In a bombshell accusation, Todai Shimbun, the student-run paper of Tokyo University, alleges that a graduate admissions site embedded a keyword related to Tiananmen Square for over a year. The goal was apparently to prevent the page from loading in mainland Chinese and thus block Chinese students from attending, the paper alleges.
Todai Shimbun reports that the keyword appeared on the website for graduate admissions to its Computational Biology and Medical Sciences Program (メディカル情報生命専攻). The keyword used was 六四天安門 (roku-shi tenanmon), or “June 4th Tiananmen.” June 4th was the date of the student Tiananmen Square uprising in 1989.
The paper says the keyword can still be seen in the Internet Archive’s version of the page dating from between August 12, 2023 and September 29th, 2024. UJ confirmed the keyword’s existing using the Wayback Machine’s February 21st, 2024 version of the page:
The keyword is banned by China’s Great Firewall, which filters out any news critical of the ruling regime. That means there’s a strong possibility that the admissions page wouldn’t load for Chinese students looking to apply to the program for at least a portion of the 13 months between August 2023 and September 2024.
Tokyo U officially acknowledged the incident in the wake of the paper’s report. The University says it has since removed the keyword from its page. It also says it’s updated its source code check-in verification procedures to prevent anyone from entering the keyword into the University’s HTML code a second time.
This isn’t the first controversy involving Japan-China relations at the University. In 2019, associate professor Osawa Shohei, who ran a company called Daisy, wrote extensively on Twitter about how he refuses to hire Chinese people, saying they exhibit “poor performance.” His department issued a rare rebuke, and the university dismissed him the next year.
Discrimination against Korean and Chinese nationals in Japan is, sadly, not an isolated phenomenon. A restaurant in Shin-Okubo drew criticism this year for putting up a sign saying it would refuse service to Korean and Chinese people. Korean and Chinese residents in Japan also face the brunt of housing discrimination.
Why this page doesn't look like crap
You may notice a few things about this page. First, it’s mostly content – not ads. Second, this article was written by a human, not a plagiaristic Turing machine.

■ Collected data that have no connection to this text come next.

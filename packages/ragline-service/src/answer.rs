use std::time::Duration;

use uuid::Uuid;

use ragline_domain::{
	AnswerOutcome, AnswerResult, Candidate, Citation, Degradation, DocumentUpdated, Intent,
	NOT_GROUNDED_MESSAGE, Query, RankedContext, Scope, UNCITED_CONFIDENCE, VersionRole,
};

use crate::{CacheKey, CacheTier, CacheValue, Error, RaglineService, Result, limits};

const SYSTEM_INSTRUCTION: &str = "You answer questions using only the numbered sources below. \
Cite every claim with its source label, for example [Source 1] or [Source 1, 2]. \
When sources are marked current and superseded, prefer the current one unless the question \
asks about history.";

const CITATION_MARKER: &str = "[Source";

/// Where one answer request currently is. Transitions are logged at debug level.
#[derive(Clone, Copy, Debug, PartialEq, Eq)]
pub enum Stage {
	Received,
	Normalized,
	CacheChecked,
	Retrieved,
	Reranked,
	PostProcessed,
	PromptBuilt,
	Generated,
	CitationsAssembled,
	CacheStored,
	Done,
	NotGrounded,
	Failed,
}
impl Stage {
	pub fn as_str(self) -> &'static str {
		match self {
			Self::Received => "received",
			Self::Normalized => "normalized",
			Self::CacheChecked => "cache_checked",
			Self::Retrieved => "retrieved",
			Self::Reranked => "reranked",
			Self::PostProcessed => "post_processed",
			Self::PromptBuilt => "prompt_built",
			Self::Generated => "generated",
			Self::CitationsAssembled => "citations_assembled",
			Self::CacheStored => "cache_stored",
			Self::Done => "done",
			Self::NotGrounded => "not_grounded",
			Self::Failed => "failed",
		}
	}
}

struct StageTracker {
	request_id: Uuid,
	stage: Stage,
}
impl StageTracker {
	fn new(request_id: Uuid) -> Self {
		tracing::debug!(%request_id, stage = Stage::Received.as_str(), "Answer request received.");

		Self { request_id, stage: Stage::Received }
	}

	fn advance(&mut self, next: Stage) {
		tracing::debug!(
			request_id = %self.request_id,
			from = self.stage.as_str(),
			stage = next.as_str(),
			"Answer stage transition."
		);

		self.stage = next;
	}
}

impl RaglineService {
	/// Answers `raw_query` for a caller bounded by `scope`.
	///
	/// The whole request runs under `service.request_deadline_ms`; on expiry in-flight calls
	/// are dropped and [`Error::Timeout`] is returned.
	pub async fn answer(&self, raw_query: &str, scope: &Scope) -> Result<AnswerResult> {
		scope.validate()?;

		if raw_query.trim().is_empty() {
			return Err(Error::InvalidRequest { message: "query must be non-empty".to_string() });
		}

		let request_id = Uuid::new_v4();
		let deadline_ms = self.cfg.service.request_deadline_ms;
		let deadline = Duration::from_millis(deadline_ms);
		let result =
			match tokio::time::timeout(deadline, self.run_answer(request_id, raw_query, scope)).await
			{
				Ok(result) => result,
				Err(_) => Err(Error::Timeout { deadline_ms }),
			};

		match &result {
			Ok(answer) => tracing::info!(
				%request_id,
				outcome = ?answer.outcome,
				grounded = answer.grounded,
				degraded = answer.degraded,
				citations = answer.citations.len(),
				"Answer request finished."
			),
			Err(err) => tracing::warn!(
				%request_id,
				stage = Stage::Failed.as_str(),
				error = %err,
				"Answer request failed."
			),
		}

		result
	}

	/// Drops cache entries that depend on the updated document. Returns how many went.
	pub fn document_updated(&self, event: &DocumentUpdated) -> usize {
		self.cache.invalidate_document(event)
	}

	async fn run_answer(
		&self,
		request_id: Uuid,
		raw_query: &str,
		scope: &Scope,
	) -> Result<AnswerResult> {
		let mut tracker = StageTracker::new(request_id);
		let query = self.normalizer.normalize(raw_query, scope);

		tracker.advance(Stage::Normalized);

		if query.intent == Intent::OffTopic
			&& query.intent_confidence >= self.cfg.normalizer.off_topic_threshold
		{
			tracing::info!(
				%request_id,
				confidence = query.intent_confidence,
				"Query classified off-topic. Skipping retrieval."
			);
			tracker.advance(Stage::Done);

			return Ok(AnswerResult::out_of_scope(request_id));
		}

		let key = CacheKey::derive(&query.normalized, &query.filters, &query.filters.acl_groups);

		if let Some(cached) = self.cached_answer(&key, request_id) {
			tracker.advance(Stage::CacheChecked);
			tracker.advance(Stage::Done);

			return Ok(cached);
		}

		let query = &query;
		let key_ref = &key;
		let tracker = &mut tracker;

		self.cache
			.singleflight(&key, || async move {
				// A caller that waited may find the answer already stored.
				let cached = self.cached_answer(key_ref, request_id);

				tracker.advance(Stage::CacheChecked);

				if let Some(cached) = cached {
					tracker.advance(Stage::Done);

					return Ok(cached);
				}

				self.answer_uncached(request_id, query, key_ref, tracker).await
			})
			.await
	}

	async fn answer_uncached(
		&self,
		request_id: Uuid,
		query: &Query,
		key: &CacheKey,
		tracker: &mut StageTracker,
	) -> Result<AnswerResult> {
		let mut degradations = Vec::new();
		let mut candidates = match self.cache.lookup_retrieval(key) {
			Some(candidates) => {
				tracing::debug!(%request_id, candidates = candidates.len(), "Reusing cached retrieval.");
				tracker.advance(Stage::Retrieved);
				tracker.advance(Stage::Reranked);

				candidates
			},
			None => self.retrieve_and_rerank(query, key, tracker, &mut degradations).await?,
		};

		if let Some(degradation) = self.attach_embeddings(&mut candidates).await {
			degradations.push(degradation);
		}

		let (context, degradation) =
			self.process(query, candidates, self.cfg.context.token_budget).await;

		degradations.extend(degradation);
		tracker.advance(Stage::PostProcessed);

		if context.is_empty() {
			tracker.advance(Stage::NotGrounded);

			return Ok(AnswerResult::not_grounded(request_id, degradations));
		}

		let prompt = build_prompt(&query.raw, &context);

		tracker.advance(Stage::PromptBuilt);

		let text = self.generate_text(&prompt).await?;

		tracker.advance(Stage::Generated);

		let citations = assemble_citations(&parse_citations(&text), &context);
		let (confidence, needs_review) = score_confidence(&citations);

		tracker.advance(Stage::CitationsAssembled);

		let result = AnswerResult {
			request_id,
			answer: text.trim().to_string(),
			citations,
			confidence,
			grounded: true,
			degraded: !degradations.is_empty(),
			degradations,
			needs_review,
			outcome: AnswerOutcome::Generated,
			created_at: time::OffsetDateTime::now_utc(),
		};

		if result.grounded && !result.degraded {
			let document_ids = context_documents(&context);

			self.cache.store_default(key.clone(), CacheValue::Answer {
				result: Box::new(result.clone()),
				document_ids,
			});
			tracker.advance(Stage::CacheStored);
		}

		tracker.advance(Stage::Done);

		Ok(result)
	}

	async fn retrieve_and_rerank(
		&self,
		query: &Query,
		key: &CacheKey,
		tracker: &mut StageTracker,
		degradations: &mut Vec<Degradation>,
	) -> Result<Vec<Candidate>> {
		let (fused, degradation) = self
			.retrieve(query)
			.await
			.into_parts()
			.map_err(|err| Error::ServiceUnavailable { message: err.to_string() })?;

		degradations.extend(degradation);
		tracker.advance(Stage::Retrieved);

		let (reranked, degradation) = self.rerank(query, fused).await.into_parts()?;

		degradations.extend(degradation);
		tracker.advance(Stage::Reranked);

		if degradations.is_empty() {
			self.cache.store_default(key.clone(), CacheValue::Retrieval(reranked.clone()));
		}

		Ok(reranked)
	}

	async fn generate_text(&self, prompt: &str) -> Result<String> {
		let generated = {
			let _permit = limits::acquire(&self.limits.generation, "generation").await?;

			self.collaborators.generation.generate(&self.cfg.providers.generation, prompt).await
		};
		let text = generated.map_err(|err| Error::GenerationFailed { message: err.to_string() })?;

		if text.trim().is_empty() {
			return Err(Error::GenerationFailed {
				message: "generator returned an empty answer".to_string(),
			});
		}

		Ok(text)
	}

	fn cached_answer(&self, key: &CacheKey, request_id: Uuid) -> Option<AnswerResult> {
		if !self.cache.is_enabled() {
			return None;
		}

		let mut result = self.cache.lookup_answer(key)?;

		tracing::debug!(%request_id, tier = CacheTier::Answer.as_str(), "Serving cached answer.");

		result.request_id = request_id;
		result.outcome = AnswerOutcome::Cached;

		Some(result)
	}
}

/// Instruction that opens every prompt. An unsupported question must be declined with the
/// same wording a not-grounded result carries.
pub fn system_instruction() -> String {
	format!(
		"{SYSTEM_INSTRUCTION} If the sources do not support an answer, say \"{NOT_GROUNDED_MESSAGE}\""
	)
}

/// Prompt sent to the generator: instruction, numbered sources, then the caller's own words.
pub fn build_prompt(raw_query: &str, context: &RankedContext) -> String {
	let mut prompt = system_instruction();

	prompt.push_str("\n\n");

	for (idx, candidate) in context.candidates.iter().enumerate() {
		prompt.push_str(&format!("[Source {}] ({})\n", idx + 1, source_header(candidate)));
		prompt.push_str(candidate.text.trim());
		prompt.push_str("\n\n");
	}

	prompt.push_str("Question: ");
	prompt.push_str(raw_query.trim());

	prompt
}

/// `document <id>[, page p][, effective <date>][, current|superseded]`
fn source_header(candidate: &Candidate) -> String {
	let mut header = format!("document {}", candidate.document_id);

	if let Some(page) = candidate.metadata.page {
		header.push_str(&format!(", page {page}"));
	}
	if let Some(role) = candidate.version_role {
		if let Some(date) = candidate.metadata.effective_date {
			header.push_str(&format!(", effective {date}"));
		}

		header.push_str(match role {
			VersionRole::Current => ", current",
			VersionRole::Superseded => ", superseded",
		});
	}

	header
}

/// Source numbers cited in `text`, in first-appearance order, without duplicates.
///
/// Recognizes `[Source N]` and `[Source N, M, ...]`. Brackets that do not hold a clean list
/// of numbers are ignored.
pub fn parse_citations(text: &str) -> Vec<u32> {
	let mut out = Vec::new();
	let mut rest = text;

	while let Some(start) = rest.find(CITATION_MARKER) {
		let after = &rest[start + CITATION_MARKER.len()..];
		let Some(end) = after.find(']') else { break };
		let body = &after[..end];
		let numbers: Option<Vec<u32>> =
			body.split(',').map(|part| part.trim().parse::<u32>().ok()).collect();

		match numbers {
			Some(numbers) if body.starts_with(char::is_whitespace) => {
				for number in numbers {
					if !out.contains(&number) {
						out.push(number);
					}
				}

				rest = &after[end + 1..];
			},
			_ => rest = after,
		}
	}

	out
}

/// Maps cited source numbers onto the context. Numbers outside it are logged and dropped.
pub fn assemble_citations(indices: &[u32], context: &RankedContext) -> Vec<Citation> {
	let mut out = Vec::with_capacity(indices.len());

	for index in indices {
		let Some(candidate) = context.source(*index as usize) else {
			tracing::warn!(
				source_index = index,
				sources = context.len(),
				"Answer cites a source that is not in the context."
			);

			continue;
		};

		out.push(Citation {
			source_index: *index,
			chunk_id: candidate.chunk_id.clone(),
			document_id: candidate.document_id.clone(),
			page: candidate.metadata.page,
			section: candidate.metadata.section.clone(),
			relevance: candidate.relevance(),
		});
	}

	out
}

/// Mean relevance of the cited sources. An answer citing nothing is flagged for review.
pub fn score_confidence(citations: &[Citation]) -> (f32, bool) {
	if citations.is_empty() {
		return (UNCITED_CONFIDENCE, true);
	}

	let sum: f32 = citations.iter().map(|citation| citation.relevance).sum();

	((sum / citations.len() as f32).clamp(0.0, 1.0), false)
}

fn context_documents(context: &RankedContext) -> Vec<String> {
	let mut out: Vec<String> =
		context.candidates.iter().map(|candidate| candidate.document_id.clone()).collect();

	out.sort();
	out.dedup();

	out
}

Unseen Japan is a collective of independent authors. We work hard to keep our content free of intrusive ads and AI slop.
Help us keep it that way. Donate to the Unseen Japan Journalism Fund to support our work. Regular donors will receive Insider, our paid newsletter with weekly bonus content about Japan. Plus, your contribution will help us produce more content like this.
What to read next
Fear of a Black Japan: A “Hometown” Program With Africa Sparks Racist Protests
A simple misunderstanding led some Japanese citizens to protest an initiative they worry will lead to a flood of African immigrants.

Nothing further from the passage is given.